An important line of DNA research is pharmacogenomics, which concentrates on the role of genetics in drug response because different people respond differently to the same medical treatments. It is hoped that if a treatment can be tailored to our genetic signature, it will be more effective at curing whatever ails us and have fewer adverse side-effects. For example, a common chemotherapy treatment for cancer involves the chemical mercaptopurine, which kills tumour cells, but the side-effect is that mercaptopurine is toxic. This is not usually too much of a problem as patients produce an enzyme called TPMT (thiopurine methyltransferase), which breaks down the mercaptopurine before the levels in the blood get too high. A tiny percentage of patients produce TPMT too slowly, and suffer toxic side-effects to the drug. By studying the DNA of a patient, doctors can attempt to determine how extreme a reaction they will have to the drug and can prescribe a more appropriate dose.

Aside from using genetic information to assist in choosing the most appropriate treatment, doctors can also look at a patient’s DNA to identify risk factors to particular diseases and conditions in order to advise the patient in taking suitable preventative measures.

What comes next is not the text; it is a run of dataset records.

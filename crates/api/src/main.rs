use anyhow::Context;

use gatehouse_api::{app, config::AppConfig};

#[tokio::main]
async fn main() -> anyhow::Result<()> {
    let config = AppConfig::from_env().context("failed to load configuration")?;
    gatehouse_observability::init(config.log_format);

    if config.session_secret.is_dev_fallback() {
        tracing::warn!("GATEHOUSE_SESSION_SECRET not set; using insecure dev default");
    }
    if config.bootstrap_admin.is_none() {
        tracing::warn!("no bootstrap admin configured; every login will be rejected");
    }

    let state = app::AppState::from_config(&config).await;
    let router = app::build_app(state);

    let listener = tokio::net::TcpListener::bind(config.bind_addr)
        .await
        .with_context(|| format!("failed to bind {}", config.bind_addr))?;

    tracing::info!(
        environment = ?config.environment,
        "listening on {}",
        listener.local_addr()?
    );

    axum::serve(listener, router).await?;
    Ok(())
}
//! Bridges axum headers to the session manager's `CookieJar`.

use axum::http::{HeaderMap, HeaderValue, header};
use tracing::warn;

use gatehouse_auth::{CookieJar, SessionCookie};
use gatehouse_core::find_cookie;

/// Cookies read from one request plus the ones to write on its response.
#[derive(Debug, Default)]
pub struct HeaderCookieJar {
    incoming: Option<String>,
    outgoing: Vec<SessionCookie>,
}

impl HeaderCookieJar {
    /// Multiple `Cookie` headers are folded into one list.
    pub fn from_headers(headers: &HeaderMap) -> Self {
        let values: Vec<&str> = headers
            .get_all(header::COOKIE)
            .iter()
            .filter_map(|v| v.to_str().ok())
            .collect();
        let incoming = (!values.is_empty()).then(|| values.join("; "));
        Self {
            incoming,
            outgoing: Vec::new(),
        }
    }

    /// The folded request `Cookie` header, if any.
    pub fn header(&self) -> Option<&str> {
        self.incoming.as_deref()
    }

    pub fn pending(&self) -> &[SessionCookie] {
        &self.outgoing
    }

    /// Append one `Set-Cookie` per queued cookie.
    pub fn write_to(self, headers: &mut HeaderMap) {
        for cookie in self.outgoing {
            match HeaderValue::from_str(&cookie.to_header_value()) {
                Ok(value) => {
                    headers.append(header::SET_COOKIE, value);
                }
                Err(_) => warn!(name = cookie.name, "dropping unrepresentable cookie"),
            }
        }
    }
}

impl CookieJar for HeaderCookieJar {
    fn get(&self, name: &str) -> Option<String> {
        let header = self.incoming.as_deref()?;
        find_cookie(header, name).map(str::to_string)
    }

    fn set(&mut self, cookie: SessionCookie) {
        self.outgoing.push(cookie);
    }

    fn remove(&mut self, cookie: SessionCookie) {
        self.outgoing.push(cookie);
    }
}

#[cfg(test)]
mod tests {
    use gatehouse_core::SESSION_COOKIE_NAME;

    use super::*;

    #[test]
    fn reads_across_multiple_cookie_headers() {
        let mut headers = HeaderMap::new();
        headers.append(header::COOKIE, HeaderValue::from_static("theme=dark"));
        headers.append(
            header::COOKIE,
            HeaderValue::from_static("gatehouse_session=abc.def"),
        );

        let jar = HeaderCookieJar::from_headers(&headers);
        assert_eq!(jar.get(SESSION_COOKIE_NAME).as_deref(), Some("abc.def"));
        assert_eq!(jar.get("theme").as_deref(), Some("dark"));
        assert_eq!(jar.get("missing"), None);
    }

    #[test]
    fn no_cookie_header_means_nothing_to_read() {
        let jar = HeaderCookieJar::from_headers(&HeaderMap::new());
        assert_eq!(jar.get(SESSION_COOKIE_NAME), None);
    }

    #[test]
    fn queued_cookies_become_set_cookie_headers() {
        let mut jar = HeaderCookieJar::default();
        jar.set(SessionCookie::session("abc.def".to_string(), false));
        jar.remove(SessionCookie::removal(true));
        assert_eq!(jar.pending().len(), 2);

        let mut headers = HeaderMap::new();
        jar.write_to(&mut headers);
        let written: Vec<&str> = headers
            .get_all(header::SET_COOKIE)
            .iter()
            .map(|v| v.to_str().unwrap())
            .collect();
        assert_eq!(
            written,
            vec![
                "gatehouse_session=abc.def; Path=/; Max-Age=604800; SameSite=Lax; HttpOnly",
                "gatehouse_session=; Path=/; Max-Age=0; SameSite=Lax; HttpOnly; Secure",
            ]
        );
    }
}
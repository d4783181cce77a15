//! Tracing/logging setup shared by gatehouse binaries.

/// Tracing configuration (filters, output format).
pub mod tracing;

pub use self::tracing::LogFormat;

/// Initialize process-wide tracing.
///
/// Safe to call multiple times; subsequent calls become no-ops.
pub fn init(format: LogFormat) {
    tracing::init(format);
}
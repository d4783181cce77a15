//! HMAC-SHA256 assembled from a bare digest primitive.
//!
//! Mirrors what a Web-crypto style runtime offers: import a key once, then
//! sign asynchronously. Output must match `gatehouse_auth::signature`
//! byte for byte.

use sha2::{Digest, Sha256};

use gatehouse_core::SigningSecret;

const BLOCK_LEN: usize = 64;
const IPAD: u8 = 0x36;
const OPAD: u8 = 0x5c;

/// An imported HMAC-SHA256 key (RFC 2104), pads precomputed.
#[derive(Clone)]
pub struct HmacKey {
    inner_pad: [u8; BLOCK_LEN],
    outer_pad: [u8; BLOCK_LEN],
}

impl HmacKey {
    pub async fn import(secret: &SigningSecret) -> Self {
        Self::from_bytes(secret.as_bytes())
    }

    fn from_bytes(key: &[u8]) -> Self {
        let mut block = [0u8; BLOCK_LEN];
        if key.len() > BLOCK_LEN {
            block[..32].copy_from_slice(&Sha256::digest(key));
        } else {
            block[..key.len()].copy_from_slice(key);
        }

        let mut inner_pad = [0u8; BLOCK_LEN];
        let mut outer_pad = [0u8; BLOCK_LEN];
        for (i, b) in block.iter().enumerate() {
            inner_pad[i] = b ^ IPAD;
            outer_pad[i] = b ^ OPAD;
        }
        Self {
            inner_pad,
            outer_pad,
        }
    }

    pub async fn sign(&self, data: &[u8]) -> [u8; 32] {
        let inner = Sha256::new()
            .chain_update(self.inner_pad)
            .chain_update(data)
            .finalize();
        Sha256::new()
            .chain_update(self.outer_pad)
            .chain_update(inner)
            .finalize()
            .into()
    }
}

impl core::fmt::Debug for HmacKey {
    fn fmt(&self, f: &mut core::fmt::Formatter<'_>) -> core::fmt::Result {
        f.debug_struct("HmacKey").finish_non_exhaustive()
    }
}

/// Lowercase hex, no separators.
pub fn hex_lower(bytes: &[u8]) -> String {
    const DIGITS: &[u8; 16] = b"0123456789abcdef";
    let mut out = String::with_capacity(bytes.len() * 2);
    for &b in bytes {
        out.push(DIGITS[usize::from(b >> 4)] as char);
        out.push(DIGITS[usize::from(b & 0x0f)] as char);
    }
    out
}

/// Compare without an early exit on the first differing byte.
///
/// Unequal lengths return `false` straight away.
pub fn timing_safe_equal(a: &[u8], b: &[u8]) -> bool {
    if a.len() != b.len() {
        return false;
    }
    let diff = a.iter().zip(b).fold(0u8, |acc, (x, y)| acc | (x ^ y));
    std::hint::black_box(diff) == 0
}
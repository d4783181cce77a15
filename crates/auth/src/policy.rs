//! Declarative access policy: pages, named actions and API endpoints, each
//! mapped to the set of roles allowed through.
//!
//! Built once at startup and read concurrently afterwards. Navigation, the
//! action palette and API guards all consult the same [`PolicyTable`]; none
//! of them keeps its own copy of the rules.

use serde::Serialize;
use thiserror::Error;

use gatehouse_core::Role;

/// Compact set of roles.
#[derive(Debug, Copy, Clone, PartialEq, Eq, Hash, Default)]
pub struct RoleSet(u8);

impl RoleSet {
    pub const EMPTY: RoleSet = RoleSet(0);

    pub fn of(roles: &[Role]) -> Self {
        roles.iter().fold(Self::EMPTY, |set, role| set.with(*role))
    }

    pub fn with(self, role: Role) -> Self {
        Self(self.0 | 1 << role.ordinal())
    }

    pub fn contains(&self, role: Role) -> bool {
        self.0 & (1 << role.ordinal()) != 0
    }

    pub fn is_empty(&self) -> bool {
        self.0 == 0
    }

    /// Members in [`Role::ALL`] order.
    pub fn roles(&self) -> Vec<Role> {
        Role::ALL.into_iter().filter(|r| self.contains(*r)).collect()
    }
}

impl<const N: usize> From<[Role; N]> for RoleSet {
    fn from(roles: [Role; N]) -> Self {
        Self::of(&roles)
    }
}

impl Serialize for RoleSet {
    fn serialize<S: serde::Serializer>(&self, serializer: S) -> Result<S::Ok, S::Error> {
        serializer.collect_seq(self.roles())
    }
}

#[derive(Debug, Error, Clone, PartialEq, Eq)]
pub enum PolicyError {
    #[error("invalid API policy key '{0}': expected \"METHOD /path\"")]
    InvalidApiKey(String),

    #[error("'*' is only allowed as a trailing '/*' in '{0}'")]
    MisplacedWildcard(String),

    #[error("duplicate policy key '{0}'")]
    Duplicate(String),

    #[error("empty policy key")]
    EmptyKey,
}

/// An exact-match entry in the page or action namespace.
#[derive(Debug, Clone, PartialEq, Eq)]
pub struct NamedRule {
    pub key: String,
    pub roles: RoleSet,
}

/// How an API rule matches request paths.
#[derive(Debug, Clone, PartialEq, Eq)]
pub enum PathPattern {
    Exact(String),
    /// Parsed from a trailing `/*`; holds the path up to and including the
    /// final `/`.
    Prefix(String),
}

impl PathPattern {
    pub fn matches(&self, path: &str) -> bool {
        match self {
            PathPattern::Exact(exact) => path == exact,
            PathPattern::Prefix(prefix) => path.starts_with(prefix.as_str()),
        }
    }

    pub fn is_wildcard(&self) -> bool {
        matches!(self, PathPattern::Prefix(_))
    }
}

/// An entry in the API namespace, kept as a structured method/path pair.
#[derive(Debug, Clone, PartialEq, Eq)]
pub struct ApiRule {
    /// Original `"METHOD /path"` key, for explanations and logs.
    pub key: String,
    pub method: String,
    pub path: PathPattern,
    pub roles: RoleSet,
}

impl ApiRule {
    pub fn parse(key: &str, roles: RoleSet) -> Result<Self, PolicyError> {
        let (method, path) = key
            .split_once(' ')
            .ok_or_else(|| PolicyError::InvalidApiKey(key.to_string()))?;

        let method_ok = !method.is_empty() && method.bytes().all(|b| b.is_ascii_uppercase());
        if !method_ok || !path.starts_with('/') || path.contains(char::is_whitespace) {
            return Err(PolicyError::InvalidApiKey(key.to_string()));
        }

        let pattern = match path.strip_suffix("/*") {
            Some(base) if !base.contains('*') => PathPattern::Prefix(format!("{base}/")),
            Some(_) => return Err(PolicyError::MisplacedWildcard(key.to_string())),
            None if path.contains('*') => {
                return Err(PolicyError::MisplacedWildcard(key.to_string()));
            }
            None => PathPattern::Exact(path.to_string()),
        };

        Ok(Self {
            key: key.to_string(),
            method: method.to_string(),
            path: pattern,
            roles,
        })
    }

    /// Exact rules match on method and path. Wildcard rules match on the
    /// path prefix alone; their method only names the entry.
    pub fn matches(&self, method: &str, path: &str) -> bool {
        match &self.path {
            PathPattern::Exact(_) => self.method == method && self.path.matches(path),
            PathPattern::Prefix(_) => self.path.matches(path),
        }
    }
}

/// The three policy namespaces, in insertion order.
#[derive(Debug, Clone, Default)]
pub struct PolicyTable {
    pages: Vec<NamedRule>,
    actions: Vec<NamedRule>,
    api: Vec<ApiRule>,
}

impl PolicyTable {
    pub fn builder() -> PolicyTableBuilder {
        PolicyTableBuilder::default()
    }

    pub fn pages(&self) -> &[NamedRule] {
        &self.pages
    }

    pub fn actions(&self) -> &[NamedRule] {
        &self.actions
    }

    pub fn api_rules(&self) -> &[ApiRule] {
        &self.api
    }

    pub fn page_rule(&self, page: &str) -> Option<&NamedRule> {
        self.pages.iter().find(|rule| rule.key == page)
    }

    pub fn action_rule(&self, action: &str) -> Option<&NamedRule> {
        self.actions.iter().find(|rule| rule.key == action)
    }

    /// Exact rules first; otherwise the first wildcard rule, in insertion
    /// order, whose prefix the path starts with, whatever the method.
    pub fn api_rule(&self, method: &str, path: &str) -> Option<&ApiRule> {
        self.api
            .iter()
            .filter(|rule| !rule.path.is_wildcard())
            .find(|rule| rule.matches(method, path))
            .or_else(|| {
                self.api
                    .iter()
                    .filter(|rule| rule.path.is_wildcard())
                    .find(|rule| rule.matches(method, path))
            })
    }
}

/// Collects entries and reports the first malformed one on [`build`].
///
/// [`build`]: PolicyTableBuilder::build
#[derive(Debug, Default)]
pub struct PolicyTableBuilder {
    table: PolicyTable,
    error: Option<PolicyError>,
}

impl PolicyTableBuilder {
    pub fn page(mut self, path: &str, roles: impl Into<RoleSet>) -> Self {
        if self.error.is_none() {
            self.error = push_named(&mut self.table.pages, path, roles.into()).err();
        }
        self
    }

    pub fn action(mut self, name: &str, roles: impl Into<RoleSet>) -> Self {
        if self.error.is_none() {
            self.error = push_named(&mut self.table.actions, name, roles.into()).err();
        }
        self
    }

    pub fn api(mut self, key: &str, roles: impl Into<RoleSet>) -> Self {
        if self.error.is_some() {
            return self;
        }
        match ApiRule::parse(key, roles.into()) {
            Ok(rule) => {
                let duplicate = self
                    .table
                    .api
                    .iter()
                    .any(|r| r.method == rule.method && r.path == rule.path);
                if duplicate {
                    self.error = Some(PolicyError::Duplicate(key.to_string()));
                } else {
                    self.table.api.push(rule);
                }
            }
            Err(e) => self.error = Some(e),
        }
        self
    }

    pub fn build(self) -> Result<PolicyTable, PolicyError> {
        match self.error {
            Some(e) => Err(e),
            None => Ok(self.table),
        }
    }
}

fn push_named(rules: &mut Vec<NamedRule>, key: &str, roles: RoleSet) -> Result<(), PolicyError> {
    if key.is_empty() {
        return Err(PolicyError::EmptyKey);
    }
    if rules.iter().any(|r| r.key == key) {
        return Err(PolicyError::Duplicate(key.to_string()));
    }
    rules.push(NamedRule {
        key: key.to_string(),
        roles,
    });
    Ok(())
}

impl PolicyTable {
    /// The back office's built-in policy.
    pub fn standard() -> Self {
        use Role::{Admin, Editor, Member, SuperAdmin};

        const STAFF: [Role; 3] = [SuperAdmin, Admin, Editor];
        const ADMINS: [Role; 2] = [SuperAdmin, Admin];
        const SUPER_ONLY: [Role; 1] = [SuperAdmin];

        Self::builder()
            // Pages
            .page("/admin", STAFF)
            .page("/admin/profile", [SuperAdmin, Admin, Editor, Member])
            .page("/admin/announcements", STAFF)
            .page("/admin/events", STAFF)
            .page("/admin/datasets", STAFF)
            .page("/admin/members", ADMINS)
            .page("/admin/contact-messages", ADMINS)
            .page("/admin/users", SUPER_ONLY)
            .page("/admin/settings", SUPER_ONLY)
            // Action palette
            .action("announcement.create", STAFF)
            .action("announcement.publish", ADMINS)
            .action("announcement.delete", ADMINS)
            .action("event.create", STAFF)
            .action("event.delete", ADMINS)
            .action("dataset.upload", STAFF)
            .action("dataset.delete", ADMINS)
            .action("member.invite", ADMINS)
            .action("member.remove", SUPER_ONLY)
            .action("contact-message.archive", ADMINS)
            .action("contact-message.delete", SUPER_ONLY)
            .action("user.change-role", SUPER_ONLY)
            .action("settings.edit", SUPER_ONLY)
            // API
            .api("GET /api/announcements", STAFF)
            .api("POST /api/announcements", STAFF)
            // A wildcard covers every method under its prefix and the first
            // one wins, so each prefix gets a single entry at its strictest.
            .api("PUT /api/announcements/*", ADMINS)
            .api("GET /api/events", STAFF)
            .api("POST /api/events", STAFF)
            .api("DELETE /api/events/*", ADMINS)
            .api("GET /api/datasets", STAFF)
            .api("POST /api/datasets", STAFF)
            .api("DELETE /api/datasets/*", ADMINS)
            .api("GET /api/members", ADMINS)
            .api("POST /api/members", ADMINS)
            .api("DELETE /api/members/*", SUPER_ONLY)
            .api("GET /api/contact-messages", ADMINS)
            .api("DELETE /api/contact-messages/*", SUPER_ONLY)
            .api("GET /api/users", SUPER_ONLY)
            .api("PUT /api/users/*", SUPER_ONLY)
            .api("GET /api/settings", ADMINS)
            .api("PUT /api/settings", SUPER_ONLY)
            .build()
            .expect("built-in policy table is well-formed")
    }
}

#[cfg(test)]
mod tests {
    use super::*;

    #[test]
    fn role_set_membership() {
        let set = RoleSet::from([Role::Admin, Role::Member]);
        assert!(set.contains(Role::Admin));
        assert!(set.contains(Role::Member));
        assert!(!set.contains(Role::Editor));
        assert_eq!(set.roles(), vec![Role::Admin, Role::Member]);
        assert!(RoleSet::EMPTY.is_empty());
    }

    #[test]
    fn role_set_serializes_as_names() {
        let set = RoleSet::from([Role::SuperAdmin, Role::Admin]);
        assert_eq!(
            serde_json::to_value(set).unwrap(),
            serde_json::json!(["SUPER_ADMIN", "ADMIN"])
        );
    }

    #[test]
    fn api_key_parses_into_method_and_pattern() {
        let rule = ApiRule::parse("PUT /api/members/*", RoleSet::EMPTY).unwrap();
        assert_eq!(rule.method, "PUT");
        assert_eq!(rule.path, PathPattern::Prefix("/api/members/".to_string()));

        let rule = ApiRule::parse("GET /api/members", RoleSet::EMPTY).unwrap();
        assert_eq!(rule.path, PathPattern::Exact("/api/members".to_string()));
    }

    #[test]
    fn malformed_api_keys_rejected() {
        for key in ["/api/members", "get /api/x", "GET api/x", " /api", "GET /a b", "GET"] {
            assert_eq!(
                ApiRule::parse(key, RoleSet::EMPTY).unwrap_err(),
                PolicyError::InvalidApiKey(key.to_string()),
                "{key}"
            );
        }
        for key in ["GET /api/*/x", "GET /api/x*", "GET /api/*/*"] {
            assert_eq!(
                ApiRule::parse(key, RoleSet::EMPTY).unwrap_err(),
                PolicyError::MisplacedWildcard(key.to_string()),
                "{key}"
            );
        }
    }

    #[test]
    fn wildcard_prefix_keeps_trailing_slash() {
        let rule = ApiRule::parse("PUT /api/members/*", RoleSet::EMPTY).unwrap();
        assert!(rule.matches("PUT", "/api/members/123"));
        assert!(rule.matches("PUT", "/api/members/abc-def"));
        assert!(!rule.matches("PUT", "/api/members2/123"));
        assert!(!rule.matches("PUT", "/api/members"));
    }

    #[test]
    fn wildcard_ignores_method_but_exact_does_not() {
        let rule = ApiRule::parse("PUT /api/members/*", RoleSet::EMPTY).unwrap();
        assert!(rule.matches("GET", "/api/members/123"));
        assert!(rule.matches("DELETE", "/api/members/123"));

        let rule = ApiRule::parse("GET /api/members", RoleSet::EMPTY).unwrap();
        assert!(rule.matches("GET", "/api/members"));
        assert!(!rule.matches("POST", "/api/members"));
    }

    #[test]
    fn first_wildcard_wins_across_methods() {
        let table = PolicyTable::builder()
            .api("PUT /api/items/*", [Role::Admin])
            .api("DELETE /api/items/*", [Role::Member])
            .build()
            .unwrap();
        let rule = table.api_rule("DELETE", "/api/items/1").unwrap();
        assert_eq!(rule.key, "PUT /api/items/*");
        assert_eq!(table.api_rule("DELETE", "/api/items"), None);
    }

    #[test]
    fn exact_rule_preferred_over_earlier_wildcard() {
        let table = PolicyTable::builder()
            .api("GET /api/items/*", [Role::Admin])
            .api("GET /api/items/special", [Role::Member])
            .build()
            .unwrap();
        let rule = table.api_rule("GET", "/api/items/special").unwrap();
        assert_eq!(rule.key, "GET /api/items/special");
    }

    #[test]
    fn first_wildcard_wins() {
        let table = PolicyTable::builder()
            .api("GET /api/items/*", [Role::Admin])
            .api("GET /api/items/nested/*", [Role::Member])
            .build()
            .unwrap();
        let rule = table.api_rule("GET", "/api/items/nested/1").unwrap();
        assert_eq!(rule.key, "GET /api/items/*");
    }

    #[test]
    fn duplicates_and_empty_keys_rejected() {
        let err = PolicyTable::builder()
            .page("/admin", [Role::Admin])
            .page("/admin", [Role::Editor])
            .build()
            .unwrap_err();
        assert_eq!(err, PolicyError::Duplicate("/admin".to_string()));

        let err = PolicyTable::builder()
            .api("GET /x", [Role::Admin])
            .api("GET /x", [Role::Editor])
            .build()
            .unwrap_err();
        assert_eq!(err, PolicyError::Duplicate("GET /x".to_string()));

        let err = PolicyTable::builder().action("", [Role::Admin]).build().unwrap_err();
        assert_eq!(err, PolicyError::EmptyKey);
    }

    #[test]
    fn first_error_is_reported() {
        let err = PolicyTable::builder()
            .api("nonsense", [Role::Admin])
            .page("", [Role::Admin])
            .build()
            .unwrap_err();
        assert_eq!(err, PolicyError::InvalidApiKey("nonsense".to_string()));
    }

    #[test]
    fn standard_table_builds() {
        let table = PolicyTable::standard();
        assert!(table.page_rule("/admin/settings").is_some());
        assert!(table.action_rule("announcement.create").is_some());
        assert!(table.api_rule("DELETE", "/api/contact-messages/42").is_some());
        assert!(table.api_rule("GET", "/api/unknown").is_none());
    }
}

Many other types of scientific research revolve around the use of DNA. These include:

  • Forensic science, where the identification and analysis of DNA from crime scenes is used to identify and exclude suspects.
  • The genetic modification of organisms, most commonly in agriculture where the goal is to improve yields.
  • Paternity testing, where DNA is used to identify the real father or exclude other possible fathers.
  • Food safety, in relation to the correct labelling of meat products.
  • Artificial cloning, most famously Dolly the sheep, but many other mammals and amphibians have been cloned.

Jurassic Park brought the subject of artificial cloning to attention of the population at large through Lord Richard Attenborough’s character who created a dinosaur theme park. It turns out that the story contained a certain amount of ‘poetic license’; DNA simply doesn’t survive that long. In fact, even under ideal preservation conditions, it has been calculated that the absolute maximum time after death that DNA can be successfully extracted from a deceased organism is about a million years. Jurassic Park may be a fantasy, but there is a very remote possibility that woolly mammoths could be brought back to life through the process of cloning, as the last of these died out only a few thousand years ago.